Определение содержания среднемолекулярных пептидов (СМП) проводили с реактивом Бенедикта, а «средних молекул» (СМ) – по Габриэлян Н.И. [2]. Содержание мочевины определяли по унифицированному методу с диацетилмонооксимом [3], аммиака – по методу Белкина А.Л. и Осадчей Л.П. [1], глюкозы – с использованием готовых наборов реактивов фирмы KONE (Финляндия), АТФ – с использованием наборов фирмы Boehringer Mannheim (Австрия), молочной кислоты – с помощью наборов УП «ЗЕРО-МЕД» (Россия), а пировиноградной кислоты – с использованием наборов реактивов «PYRUVAT-TEST» фирмы Fermognost (Германия). Полученные данные подвергали обработке с помощью методов вариационной статистики. Достоверность различий оценивали по t-критерию Стьюдента.
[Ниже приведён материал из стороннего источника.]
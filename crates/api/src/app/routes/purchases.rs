use std::sync::Arc;

use axum::{
    extract::{Extension, Path},
    http::StatusCode,
    response::IntoResponse,
    routing::{get, post},
    Json, Router,
};
use chrono::Utc;

use stockpilot_auth::Permission;
use stockpilot_catalog::ProductId;
use stockpilot_core::AggregateId;
use stockpilot_inventory::{ReceiveStock, StockItem, StockItemCommand, StockItemId};
use stockpilot_purchasing::{
    AddLine, Approve, CancelOrder, CreatePurchaseOrder, PurchaseOrder, PurchaseOrderCommand,
    PurchaseOrderEvent, PurchaseOrderId, ReceiveGoods,
};

use crate::app::routes::common::CmdAuth;
use crate::app::services::AppServices;
use crate::app::{dto, errors};

pub fn router() -> Router {
    Router::new().nest("/orders", orders_router())
}

fn orders_router() -> Router {
    Router::new()
        .route("/", post(create_order).get(list_orders))
        .route("/:id", get(get_order))
        .route("/:id/lines", post(add_line))
        .route("/:id/approve", post(approve_order))
        .route("/:id/receive", post(receive_order))
        .route("/:id/cancel", post(cancel_order))
}

pub async fn create_order(
    Extension(services): Extension<Arc<AppServices>>,
    Extension(tenant): Extension<crate::context::TenantContext>,
    Extension(principal): Extension<crate::context::PrincipalContext>,
    Json(body): Json<dto::CreatePurchaseOrderRequest>,
) -> axum::response::Response {
    let supplier_agg: AggregateId = match body.supplier_id.parse() {
        Ok(v) => v,
        Err(_) => return errors::json_error(StatusCode::BAD_REQUEST, "invalid_id", "invalid supplier id"),
    };

    // A supplier the read model knows to be suspended cannot take new orders.
    // An unknown supplier passes: the directory is eventually consistent.
    let supplier_id = stockpilot_suppliers::SupplierId::new(supplier_agg);
    if let Some(supplier) = services.suppliers_get(tenant.tenant_id(), &supplier_id) {
        if supplier.status == stockpilot_suppliers::SupplierStatus::Suspended {
            return errors::json_error(
                StatusCode::UNPROCESSABLE_ENTITY,
                "invariant_violation",
                "supplier is suspended",
            );
        }
    }

    let agg = AggregateId::new();
    let order_id = PurchaseOrderId::new(agg);

    let cmd = PurchaseOrderCommand::CreatePurchaseOrder(CreatePurchaseOrder {
        tenant_id: tenant.tenant_id(),
        order_id,
        supplier_id,
        occurred_at: Utc::now(),
    });

    let cmd_auth = CmdAuth {
        inner: cmd,
        required: vec![Permission::new("purchases.orders.create")],
    };
    if let Err(e) = crate::authz::authorize_command(&tenant, &principal, &cmd_auth) {
        return errors::json_error(StatusCode::FORBIDDEN, "forbidden", e.to_string());
    }

    let mut committed_total = match services.dispatch::<PurchaseOrder>(
        tenant.tenant_id(),
        agg,
        "purchasing.order",
        cmd_auth.inner,
        |_t, aggregate_id| PurchaseOrder::empty(PurchaseOrderId::new(aggregate_id)),
    ) {
        Ok(c) => c.len(),
        Err(e) => return errors::dispatch_error_to_response(e),
    };

    // Optional initial lines, appended in request order.
    for line in body.lines {
        let product_agg: AggregateId = match line.product_id.parse() {
            Ok(v) => v,
            Err(_) => return errors::json_error(StatusCode::BAD_REQUEST, "invalid_id", "invalid product id"),
        };

        let line_cmd = PurchaseOrderCommand::AddLine(AddLine {
            tenant_id: tenant.tenant_id(),
            order_id,
            product_id: ProductId::new(product_agg),
            quantity: line.quantity,
            occurred_at: Utc::now(),
        });

        let line_auth = CmdAuth {
            inner: line_cmd,
            required: vec![Permission::new("purchases.orders.add_line")],
        };
        if let Err(e) = crate::authz::authorize_command(&tenant, &principal, &line_auth) {
            return errors::json_error(StatusCode::FORBIDDEN, "forbidden", e.to_string());
        }

        match services.dispatch::<PurchaseOrder>(
            tenant.tenant_id(),
            agg,
            "purchasing.order",
            line_auth.inner,
            |_t, aggregate_id| PurchaseOrder::empty(PurchaseOrderId::new(aggregate_id)),
        ) {
            Ok(c) => committed_total += c.len(),
            Err(e) => return errors::dispatch_error_to_response(e),
        }
    }

    (
        StatusCode::CREATED,
        Json(serde_json::json!({
            "id": agg.to_string(),
            "events_committed": committed_total,
        })),
    )
        .into_response()
}

pub async fn add_line(
    Extension(services): Extension<Arc<AppServices>>,
    Extension(tenant): Extension<crate::context::TenantContext>,
    Extension(principal): Extension<crate::context::PrincipalContext>,
    Path(id): Path<String>,
    Json(body): Json<dto::PurchaseOrderLineRequest>,
) -> axum::response::Response {
    let agg: AggregateId = match id.parse() {
        Ok(v) => v,
        Err(_) => return errors::json_error(StatusCode::BAD_REQUEST, "invalid_id", "invalid order id"),
    };
    let order_id = PurchaseOrderId::new(agg);

    let product_agg: AggregateId = match body.product_id.parse() {
        Ok(v) => v,
        Err(_) => return errors::json_error(StatusCode::BAD_REQUEST, "invalid_id", "invalid product id"),
    };

    let cmd = PurchaseOrderCommand::AddLine(AddLine {
        tenant_id: tenant.tenant_id(),
        order_id,
        product_id: ProductId::new(product_agg),
        quantity: body.quantity,
        occurred_at: Utc::now(),
    });

    let cmd_auth = CmdAuth {
        inner: cmd,
        required: vec![Permission::new("purchases.orders.add_line")],
    };
    if let Err(e) = crate::authz::authorize_command(&tenant, &principal, &cmd_auth) {
        return errors::json_error(StatusCode::FORBIDDEN, "forbidden", e.to_string());
    }

    let committed = match services.dispatch::<PurchaseOrder>(
        tenant.tenant_id(),
        agg,
        "purchasing.order",
        cmd_auth.inner,
        |_t, aggregate_id| PurchaseOrder::empty(PurchaseOrderId::new(aggregate_id)),
    ) {
        Ok(c) => c,
        Err(e) => return errors::dispatch_error_to_response(e),
    };

    (StatusCode::OK, Json(serde_json::json!({"id": agg.to_string(), "events_committed": committed.len()}))).into_response()
}

pub async fn approve_order(
    Extension(services): Extension<Arc<AppServices>>,
    Extension(tenant): Extension<crate::context::TenantContext>,
    Extension(principal): Extension<crate::context::PrincipalContext>,
    Path(id): Path<String>,
) -> axum::response::Response {
    let agg: AggregateId = match id.parse() {
        Ok(v) => v,
        Err(_) => return errors::json_error(StatusCode::BAD_REQUEST, "invalid_id", "invalid order id"),
    };
    let order_id = PurchaseOrderId::new(agg);

    let cmd = PurchaseOrderCommand::Approve(Approve {
        tenant_id: tenant.tenant_id(),
        order_id,
        occurred_at: Utc::now(),
    });

    let cmd_auth = CmdAuth {
        inner: cmd,
        required: vec![Permission::new("purchases.orders.approve")],
    };
    if let Err(e) = crate::authz::authorize_command(&tenant, &principal, &cmd_auth) {
        return errors::json_error(StatusCode::FORBIDDEN, "forbidden", e.to_string());
    }

    let committed = match services.dispatch::<PurchaseOrder>(
        tenant.tenant_id(),
        agg,
        "purchasing.order",
        cmd_auth.inner,
        |_t, aggregate_id| PurchaseOrder::empty(PurchaseOrderId::new(aggregate_id)),
    ) {
        Ok(c) => c,
        Err(e) => return errors::dispatch_error_to_response(e),
    };

    (StatusCode::OK, Json(serde_json::json!({"id": agg.to_string(), "events_committed": committed.len()}))).into_response()
}

/// Marks the order received, then books each received line into the stock
/// ledger of the item tracking that product. Products without a tracked item
/// are skipped.
pub async fn receive_order(
    Extension(services): Extension<Arc<AppServices>>,
    Extension(tenant): Extension<crate::context::TenantContext>,
    Extension(principal): Extension<crate::context::PrincipalContext>,
    Path(id): Path<String>,
) -> axum::response::Response {
    let agg: AggregateId = match id.parse() {
        Ok(v) => v,
        Err(_) => return errors::json_error(StatusCode::BAD_REQUEST, "invalid_id", "invalid order id"),
    };
    let order_id = PurchaseOrderId::new(agg);

    let cmd = PurchaseOrderCommand::ReceiveGoods(ReceiveGoods {
        tenant_id: tenant.tenant_id(),
        order_id,
        occurred_at: Utc::now(),
    });

    let cmd_auth = CmdAuth {
        inner: cmd,
        required: vec![Permission::new("purchases.orders.receive")],
    };
    if let Err(e) = crate::authz::authorize_command(&tenant, &principal, &cmd_auth) {
        return errors::json_error(StatusCode::FORBIDDEN, "forbidden", e.to_string());
    }

    let committed = match services.dispatch::<PurchaseOrder>(
        tenant.tenant_id(),
        agg,
        "purchasing.order",
        cmd_auth.inner,
        |_t, aggregate_id| PurchaseOrder::empty(PurchaseOrderId::new(aggregate_id)),
    ) {
        Ok(c) => c,
        Err(e) => return errors::dispatch_error_to_response(e),
    };

    let tracked = services.stock_list(tenant.tenant_id());
    let mut stock_receipts = 0usize;
    for stored in &committed {
        let Ok(PurchaseOrderEvent::GoodsReceived(goods)) =
            serde_json::from_value::<PurchaseOrderEvent>(stored.payload.clone())
        else {
            continue;
        };

        for line in goods.lines {
            let Some(item) = tracked.iter().find(|rm| rm.product_id == line.product_id) else {
                tracing::debug!(
                    order_id = %order_id,
                    product_id = %line.product_id,
                    "received product has no tracked stock item, skipping"
                );
                continue;
            };

            let receive = StockItemCommand::ReceiveStock(ReceiveStock {
                tenant_id: tenant.tenant_id(),
                item_id: item.item_id,
                quantity: line.quantity,
                reference: Some(format!("po:{order_id}")),
                occurred_at: Utc::now(),
            });

            match services.dispatch::<StockItem>(
                tenant.tenant_id(),
                item.item_id.0,
                "inventory.stock_item",
                receive,
                |_t, aggregate_id| StockItem::empty(StockItemId::new(aggregate_id)),
            ) {
                Ok(_) => stock_receipts += 1,
                Err(e) => {
                    tracing::warn!(
                        order_id = %order_id,
                        item_id = %item.item_id,
                        "stock receipt failed: {e:?}"
                    );
                }
            }
        }
    }

    (
        StatusCode::OK,
        Json(serde_json::json!({
            "id": agg.to_string(),
            "events_committed": committed.len(),
            "stock_receipts": stock_receipts,
        })),
    )
        .into_response()
}

pub async fn cancel_order(
    Extension(services): Extension<Arc<AppServices>>,
    Extension(tenant): Extension<crate::context::TenantContext>,
    Extension(principal): Extension<crate::context::PrincipalContext>,
    Path(id): Path<String>,
    Json(body): Json<dto::CancelOrderRequest>,
) -> axum::response::Response {
    let agg: AggregateId = match id.parse() {
        Ok(v) => v,
        Err(_) => return errors::json_error(StatusCode::BAD_REQUEST, "invalid_id", "invalid order id"),
    };
    let order_id = PurchaseOrderId::new(agg);

    let cmd = PurchaseOrderCommand::CancelOrder(CancelOrder {
        tenant_id: tenant.tenant_id(),
        order_id,
        reason: body.reason,
        occurred_at: Utc::now(),
    });

    let cmd_auth = CmdAuth {
        inner: cmd,
        required: vec![Permission::new("purchases.orders.cancel")],
    };
    if let Err(e) = crate::authz::authorize_command(&tenant, &principal, &cmd_auth) {
        return errors::json_error(StatusCode::FORBIDDEN, "forbidden", e.to_string());
    }

    let committed = match services.dispatch::<PurchaseOrder>(
        tenant.tenant_id(),
        agg,
        "purchasing.order",
        cmd_auth.inner,
        |_t, aggregate_id| PurchaseOrder::empty(PurchaseOrderId::new(aggregate_id)),
    ) {
        Ok(c) => c,
        Err(e) => return errors::dispatch_error_to_response(e),
    };

    (StatusCode::OK, Json(serde_json::json!({"id": agg.to_string(), "events_committed": committed.len()}))).into_response()
}

pub async fn get_order(
    Extension(services): Extension<Arc<AppServices>>,
    Extension(tenant): Extension<crate::context::TenantContext>,
    Path(id): Path<String>,
) -> axum::response::Response {
    let agg: AggregateId = match id.parse() {
        Ok(v) => v,
        Err(_) => return errors::json_error(StatusCode::BAD_REQUEST, "invalid_id", "invalid order id"),
    };
    let order_id = PurchaseOrderId::new(agg);
    match services.purchases_get(tenant.tenant_id(), &order_id) {
        Some(rm) => (StatusCode::OK, Json(dto::purchase_order_to_json(rm))).into_response(),
        None => errors::json_error(StatusCode::NOT_FOUND, "not_found", "purchase order not found"),
    }
}

pub async fn list_orders(
    Extension(services): Extension<Arc<AppServices>>,
    Extension(tenant): Extension<crate::context::TenantContext>,
) -> axum::response::Response {
    let items = services
        .purchases_list(tenant.tenant_id())
        .into_iter()
        .map(dto::purchase_order_to_json)
        .collect::<Vec<_>>();
    (StatusCode::OK, Json(serde_json::json!({ "items": items }))).into_response()
}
Результаты исследования и их обсуждение
Как известно, тяжёлые патологические состояния печени характеризуются выраженными нарушениями функционирования многих систем гепатоцитов и в первую очередь систем трансформации и аккумуляции энергии, биотрансформации и детоксикации эндогенных веществ и ксенобиотиков, нарушениями многих окислительных процессов, что часто приводит к гибели самих клеток печени, накоплению в организме большого числа токсичных продуктов, веществ средней молекулярной массы, ряда недоокисленных соединений и др. Это является в свою очередь причиной неадекватного функционирования печени и формирования печеночной недостаточности с проявлениями гипераммониемии, ацидоза, гипогликемии, нарушений электролитного состава крови и другими нарушениями обмена веществ. В связи с этим представляло интерес исследовать возможность использования ЦП в качестве биоматериала, способного осуществлять процессы биотрансформации и детоксикации, энергообмена, окислительно-восстановительные реакции и другие виды метаболических превращений при экстракорпоральном взаимодействии с кровью. Оценку биологической активности ЦП проводили при температуре 37 °C и активной оксигенации, осуществляемой барбатированием воздуха через специальную систему вибрационного компрессора.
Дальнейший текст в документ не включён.